But there are other ways to measure time. My children are knocking on the door of age 11. It doesn't seem that long ago they were in diapers and I was pulling my hair out in an attempt to potty train them. I clearly remember thinking "if they go to school in diapers, so be it" (that didn't happen).
I measure time differently these days. Occasionally I feel older than I used to but it's not a conscience thing. I know my children grow but I don't notice it daily. I know my mother is in her 80s but she's still My Mom, the same as she ever was.
I was struck today while shopping in my favorite thrift store about how much time has passed. First, it's not the new store any more. Second, the clothes I peruse for my kids are no longer in the baby aisle. Or the toddler aisle. They are in the big kid section, just across from the adults.
My bff from high school is a grandmother. Twice. My ex's bff (who is younger than us) is going to be a grandfather for the third time. How is that possible? I remember another friend's child being born. He's in college now. I don't really remember the years in between.
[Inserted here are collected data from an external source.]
//! Construction of the cache orchestrator.
//!
//! The builder validates configuration up front (fatal on hard issues,
//! logged warnings otherwise) and wires the enabled tiers together. Custom
//! backends are injected through the trait seams; without injection the
//! default remote client is the redis cluster client and the default edge
//! provider is the generic HTTP origin provider.

use anyhow::Result;
use std::sync::Arc;
use tracing::{debug, warn};

use crate::coherency::CoherencyManager;
use crate::config::{CacheConfig, Environment};
use crate::keys::KeyCodec;
use crate::l1_cache::L1Cache;
use crate::l2_cache::L2Cache;
use crate::l3_cache::{HttpEdgeProvider, L3Cache};
use crate::orchestrator::CacheOrchestrator;
use crate::traits::{EdgeProvider, MetricsSink, RemoteClient};

/// Builder for [`CacheOrchestrator`].
pub struct OrchestratorBuilder {
    config: CacheConfig,
    environment: Environment,
    remote: Option<Arc<dyn RemoteClient>>,
    edge: Option<Arc<dyn EdgeProvider>>,
    metrics: Option<Arc<dyn MetricsSink>>,
}

impl OrchestratorBuilder {
    #[must_use]
    pub fn new(config: CacheConfig) -> Self {
        Self {
            config,
            environment: Environment::Development,
            remote: None,
            edge: None,
            metrics: None,
        }
    }

    /// Set the deployment environment used for validation strictness.
    #[must_use]
    pub fn environment(mut self, environment: Environment) -> Self {
        self.environment = environment;
        self
    }

    /// Inject a custom remote backend client for the L2 tier.
    #[must_use]
    pub fn with_remote(mut self, remote: Arc<dyn RemoteClient>) -> Self {
        self.remote = Some(remote);
        self
    }

    /// Inject a custom edge provider for the L3 tier.
    #[must_use]
    pub fn with_edge_provider(mut self, edge: Arc<dyn EdgeProvider>) -> Self {
        self.edge = Some(edge);
        self
    }

    /// Attach a metrics sink.
    #[must_use]
    pub fn with_metrics(mut self, metrics: Arc<dyn MetricsSink>) -> Self {
        self.metrics = Some(metrics);
        self
    }

    /// Validate configuration and assemble the orchestrator. The result is
    /// not yet initialized; call [`CacheOrchestrator::initialize`].
    ///
    /// # Errors
    ///
    /// Returns an error on fatal configuration issues, or when the L2 tier
    /// is enabled with no usable remote client.
    pub async fn build(self) -> Result<CacheOrchestrator> {
        let warnings = self.config.validate(self.environment)?;
        for warning in &warnings {
            warn!(warning = %warning, "cache configuration warning");
        }

        let config = self.config;

        let l1 = if config.l1.enabled {
            Some(Arc::new(L1Cache::new(&config.l1)))
        } else {
            None
        };

        let l2 = if config.l2.enabled {
            let remote = match self.remote {
                Some(remote) => remote,
                None => Self::default_remote(&config).await?,
            };
            Some(L2Cache::new(remote, config.l2.clone(), l1.clone()))
        } else {
            None
        };

        let l3 = if config.l3.enabled {
            let provider: Arc<dyn EdgeProvider> = match self.edge {
                Some(provider) => provider,
                None => Arc::new(HttpEdgeProvider::new(&config.l3)?),
            };
            Some(Arc::new(L3Cache::new(provider, config.l3.clone())))
        } else {
            None
        };

        let coherency = if config.multi_layer_enabled && (l1.is_some() || l2.is_some()) {
            Some(Arc::new(CoherencyManager::new(
                config.coherency.clone(),
                KeyCodec::new(config.key_prefix.clone()),
                l1.clone(),
                l2.clone(),
                l3.clone(),
            )))
        } else {
            None
        };

        debug!(
            l1 = l1.is_some(),
            l2 = l2.is_some(),
            l3 = l3.is_some(),
            "cache orchestrator assembled"
        );
        Ok(CacheOrchestrator::from_parts(
            config,
            l1,
            l2,
            l3,
            coherency,
            self.metrics,
        ))
    }

    #[cfg(feature = "redis")]
    async fn default_remote(config: &CacheConfig) -> Result<Arc<dyn RemoteClient>> {
        use crate::cluster::RedisClusterClient;

        let client = if config.cluster.enabled {
            RedisClusterClient::connect(&config.cluster).await?
        } else {
            RedisClusterClient::connect_single("redis://127.0.0.1:6379", config.cluster.timeout)
                .await?
        };
        Ok(Arc::new(client))
    }

    #[cfg(not(feature = "redis"))]
    async fn default_remote(_config: &CacheConfig) -> Result<Arc<dyn RemoteClient>> {
        anyhow::bail!(
            "l2 tier enabled but no remote client provided; inject one with \
             with_remote() or enable the `redis` feature"
        )
    }
}

impl CacheOrchestrator {
    /// Start building an orchestrator from a configuration snapshot.
    #[must_use]
    pub fn builder(config: CacheConfig) -> OrchestratorBuilder {
        OrchestratorBuilder::new(config)
    }
}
I guess lots of people have their own time lines. My mother's friend, Anne, gave me a rhinestone bracelet when I was in high school (I collected then and still love bling). She said it was BM - before marriage, when life was fun. I remembered thinking about that as my own marriage ended, though our 14+ years together were more fun than not. I divided my mother's life by BM (before marriage), DM (during) and AM (after). Even those timelines are further divided by life when my brother was young and life when I was young (10 years apart).
My life is divided by locales. There's my brief life in Massachusetts. There's my life in Pennsylvania (which borders a few short stints in NJ) and then my life in Maryland, which I always thought would be temporary but as I'm coming on 20 years, I think it might not be.
I also have the medical timeline. I have the pre-thing-in-my-brain life. That coincides with pre and post lyme disease. There's pre and post pregnancy. Even my ex's various life changing (for me) diagnoses left a mark.
If someone had said to me "You will stay in Maryland for 20 years" when I moved here, I would have scoffed in disbelief. I'm a Philly chick and not politically correct enough to be in DC. Little did I know....
Maybe it's just me. I have a warped sense of time and age. I am in denial of my daughters aging before my eyes. And of my gray hair that never seems to go away.